The original 1915 Dodge Model 30 has often been described as essentially a larger, upmarket version of the Ford Model T, with 35 hp instead of 20 hp and a three-speed sliding-gear transmission in place of the Model T’s two-speed planetary unit. The car was wildly successful, climbing to third in sales in 1920, trailing only Ford and Chevrolet. In its heyday, over 30,000 people worked at Dodge Main, the company’s giant factory (now occupied by the northeast corner of the GM Hamtramck plant.) The two brothers died in 1920 and their company was purchased by Chrysler in 1928.
History seems to paint a picture of Henry Ford as a young, struggling entrepreneur when he launched the Model T on October 1, 1908. Not really. He was 45 years old and a wealthy man by then, with a new mansion in the exclusive Boston Edison district. Ford had moved his company from Mack Avenue to a big new plant on Piquette Avenue (still in existence, read the story here) and was the largest automaker by volume in America.

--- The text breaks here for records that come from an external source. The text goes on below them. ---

//! API handlers for the Biblos REST endpoints

pub mod auth;
pub mod authors;
pub mod books;
pub mod genres;
pub mod health;
pub mod index;
pub mod languages;
pub mod loans;
pub mod openapi;
pub mod users;

use axum::{
    async_trait,
    extract::FromRequestParts,
    http::{header::AUTHORIZATION, request::Parts},
    response::{IntoResponse, Redirect, Response},
};
use serde::Serialize;
use utoipa::ToSchema;

use crate::{
    error::{AppError, AppResult},
    models::user::UserClaims,
    AppState,
};

/// Paginated response wrapper
#[derive(Serialize, ToSchema)]
pub struct PaginatedResponse<T>
where
    T: for<'a> ToSchema<'a>,
{
    /// List of items on this page
    pub items: Vec<T>,
    /// Total number of items
    pub total: i64,
    /// Current page number
    pub page: i64,
    /// Items per page
    pub per_page: i64,
    /// Whether the listing spans more than one page
    pub is_paginated: bool,
}

impl<T> PaginatedResponse<T>
where
    T: for<'a> ToSchema<'a>,
{
    pub fn new(items: Vec<T>, total: i64, page: i64, per_page: i64) -> Self {
        Self {
            items,
            total,
            page,
            per_page,
            is_paginated: total > per_page,
        }
    }
}

/// Extractor for authenticated user from JWT token.
///
/// Anonymous or stale-token requests behave like an anonymous browser
/// session: they are redirected to the login route with a `next`
/// parameter pointing back at the requested path.
pub struct AuthenticatedUser(pub UserClaims);

#[async_trait]
impl FromRequestParts<AppState> for AuthenticatedUser {
    type Rejection = AppError;

    async fn from_request_parts(parts: &mut Parts, state: &AppState) -> Result<Self, Self::Rejection> {
        let login_required = || AppError::LoginRequired {
            login_path: state.config.auth.login_path.clone(),
            next: parts.uri.path().to_string(),
        };

        let auth_header = parts
            .headers
            .get(AUTHORIZATION)
            .and_then(|value| value.to_str().ok())
            .ok_or_else(login_required)?;

        if !auth_header.starts_with("Bearer ") {
            return Err(login_required());
        }

        let token = &auth_header[7..];

        let claims = UserClaims::from_token(token, &state.config.auth.jwt_secret)
            .map_err(|_| login_required())?;

        Ok(AuthenticatedUser(claims))
    }
}

/// Map a delete outcome to the response the confirmation flow expects:
/// success leaves for the listing, a storage failure sends the client
/// back to the confirmation step with the entity intact, anything else
/// (restricted delete, not found) surfaces as the error itself.
pub fn delete_flow_response(
    result: AppResult<()>,
    confirm_path: &str,
    success_path: &str,
) -> Response {
    match result {
        Ok(()) => Redirect::to(success_path).into_response(),
        Err(AppError::Database(e)) => {
            tracing::warn!("Delete failed, returning to confirmation: {:?}", e);
            Redirect::to(confirm_path).into_response()
        }
        Err(e) => e.into_response(),
    }
}

#[cfg(test)]
mod tests {
    use super::*;
    use axum::http::{header::LOCATION, StatusCode};

    #[derive(Serialize, ToSchema)]
    struct Row {
        n: i32,
    }

    #[test]
    fn listing_larger_than_a_page_is_marked_paginated() {
        let items: Vec<Row> = (0..10).map(|n| Row { n }).collect();
        let response = PaginatedResponse::new(items, 13, 1, 10);
        assert!(response.is_paginated);
        assert_eq!(response.items.len(), 10);
    }

    #[test]
    fn listing_fitting_one_page_is_not_marked_paginated() {
        let items: Vec<Row> = (0..3).map(|n| Row { n }).collect();
        let response = PaginatedResponse::new(items, 3, 1, 10);
        assert!(!response.is_paginated);
    }

    #[test]
    fn successful_delete_redirects_to_listing() {
        let response = delete_flow_response(Ok(()), "/api/v1/books/3/delete", "/api/v1/books");
        assert_eq!(response.status(), StatusCode::SEE_OTHER);
        let location = response.headers().get(LOCATION).unwrap().to_str().unwrap();
        assert_eq!(location, "/api/v1/books");
    }

    #[test]
    fn storage_failure_redirects_back_to_confirmation() {
        let result = Err(AppError::Database(sqlx::Error::PoolClosed));
        let response = delete_flow_response(result, "/api/v1/books/3/delete", "/api/v1/books");
        assert_eq!(response.status(), StatusCode::SEE_OTHER);
        let location = response.headers().get(LOCATION).unwrap().to_str().unwrap();
        assert_eq!(location, "/api/v1/books/3/delete");
    }

    #[test]
    fn restricted_delete_stays_an_error() {
        let result = Err(AppError::DeleteRestricted("in use".to_string()));
        let response = delete_flow_response(result, "/api/v1/authors/1/delete", "/api/v1/authors");
        assert_eq!(response.status(), StatusCode::CONFLICT);
    }
}
//! Book (catalog entry) model and related types.
//!
//! A `Book` is the bibliographic record; physical borrowable copies are
//! modeled separately (see [`crate::models::copy`]).

use serde::{Deserialize, Serialize};
use sqlx::FromRow;
use utoipa::{IntoParams, ToSchema};
use validator::Validate;

use super::genre::Genre;

/// Number of genre names shown in list views
const GENRE_DISPLAY_LIMIT: usize = 3;

/// Full book model (DB + API)
#[derive(Debug, Clone, Serialize, Deserialize, FromRow, ToSchema)]
pub struct Book {
    pub id: i32,
    pub title: String,
    pub summary: String,
    pub isbn: String,
    pub language_id: Option<i32>,
    pub author_id: Option<i32>,
    // Relations (loaded separately)
    #[sqlx(skip)]
    #[serde(default)]
    pub genres: Vec<Genre>,
}

impl Book {
    /// Comma-joined names of the first genres, bounded for list views
    pub fn display_genre(&self) -> String {
        self.genres
            .iter()
            .take(GENRE_DISPLAY_LIMIT)
            .map(|g| g.name.as_str())
            .collect::<Vec<_>>()
            .join(", ")
    }
}

/// Short book representation for lists
#[derive(Debug, Clone, Serialize, Deserialize, ToSchema)]
pub struct BookShort {
    pub id: i32,
    pub title: String,
    pub isbn: String,
    pub author_id: Option<i32>,
    /// Up to three genre names, comma-joined
    pub genre_display: String,
}

/// Create book request
#[derive(Debug, Deserialize, Validate, ToSchema)]
pub struct CreateBook {
    #[validate(length(min = 1, max = 200, message = "Title must be 1-200 characters"))]
    pub title: String,
    #[validate(length(max = 1000, message = "Summary must be at most 1000 characters"))]
    #[serde(default)]
    pub summary: String,
    #[validate(length(equal = 13, message = "ISBN must be exactly 13 characters"))]
    pub isbn: String,
    pub language_id: Option<i32>,
    pub author_id: Option<i32>,
    /// Genres to associate (many-to-many)
    #[serde(default)]
    pub genre_ids: Vec<i32>,
}

/// Update book request
#[derive(Debug, Deserialize, Validate, ToSchema)]
pub struct UpdateBook {
    #[validate(length(min = 1, max = 200, message = "Title must be 1-200 characters"))]
    pub title: Option<String>,
    #[validate(length(max = 1000, message = "Summary must be at most 1000 characters"))]
    pub summary: Option<String>,
    #[validate(length(equal = 13, message = "ISBN must be exactly 13 characters"))]
    pub isbn: Option<String>,
    pub language_id: Option<i32>,
    pub author_id: Option<i32>,
    pub genre_ids: Option<Vec<i32>>,
}

/// Book listing query parameters
#[derive(Debug, Deserialize, IntoParams, ToSchema)]
pub struct BookQuery {
    pub page: Option<i64>,
}

#[cfg(test)]
mod tests {
    use super::*;

    fn book_with_genres(names: &[&str]) -> Book {
        Book {
            id: 1,
            title: "Book Title".to_string(),
            summary: "My book summary".to_string(),
            isbn: "9781234567890".to_string(),
            language_id: None,
            author_id: None,
            genres: names
                .iter()
                .enumerate()
                .map(|(i, n)| Genre {
                    id: i as i32 + 1,
                    name: n.to_string(),
                })
                .collect(),
        }
    }

    #[test]
    fn display_genre_joins_names() {
        let book = book_with_genres(&["Fantasy", "Poetry"]);
        assert_eq!(book.display_genre(), "Fantasy, Poetry");
    }

    #[test]
    fn display_genre_is_bounded_to_three() {
        let book = book_with_genres(&["A", "B", "C", "D", "E"]);
        assert_eq!(book.display_genre(), "A, B, C");
    }

    #[test]
    fn display_genre_empty_without_genres() {
        let book = book_with_genres(&[]);
        assert_eq!(book.display_genre(), "");
    }

    #[test]
    fn isbn_shorter_than_13_characters_is_rejected() {
        let request = CreateBook {
            title: "Test Book".to_string(),
            summary: "Summary".to_string(),
            isbn: "12345".to_string(),
            language_id: None,
            author_id: None,
            genre_ids: vec![],
        };
        let errors = request.validate().unwrap_err();
        let isbn_errors = &errors.field_errors()["isbn"];
        assert_eq!(
            isbn_errors[0].message.as_deref(),
            Some("ISBN must be exactly 13 characters")
        );
    }

    #[test]
    fn isbn_of_exactly_13_characters_is_accepted() {
        let request = CreateBook {
            title: "Test Book".to_string(),
            summary: "Summary".to_string(),
            isbn: "9781234567890".to_string(),
            language_id: None,
            author_id: None,
            genre_ids: vec![],
        };
        assert!(request.validate().is_ok());
    }

    #[test]
    fn isbn_format_is_not_otherwise_validated() {
        // Only the length is checked; any 13 characters pass
        let request = CreateBook {
            title: "Test Book".to_string(),
            summary: String::new(),
            isbn: "ABCDEFGHIJKLM".to_string(),
            language_id: None,
            author_id: None,
            genre_ids: vec![],
        };
        assert!(request.validate().is_ok());
    }
}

Detroit ‘s auto industry was exploding in these years, minting millionaires overnight, much as Silicon Valley did in the late 20th century. And Ford was already the most successful of them all. In 1910, Ford production was moved again into the new Highland Park plant on Woodward Avenue, where the moving assembly line was developed—launching another revolution.
Fascinating information, thank you! I never knew there was so much interesting real estate underneath Hamtramck Assembly.
The Dodges were not only Ford’s biggest supplier but his biggest shareholders until Ford was forced to buy them out. Great story, love the site.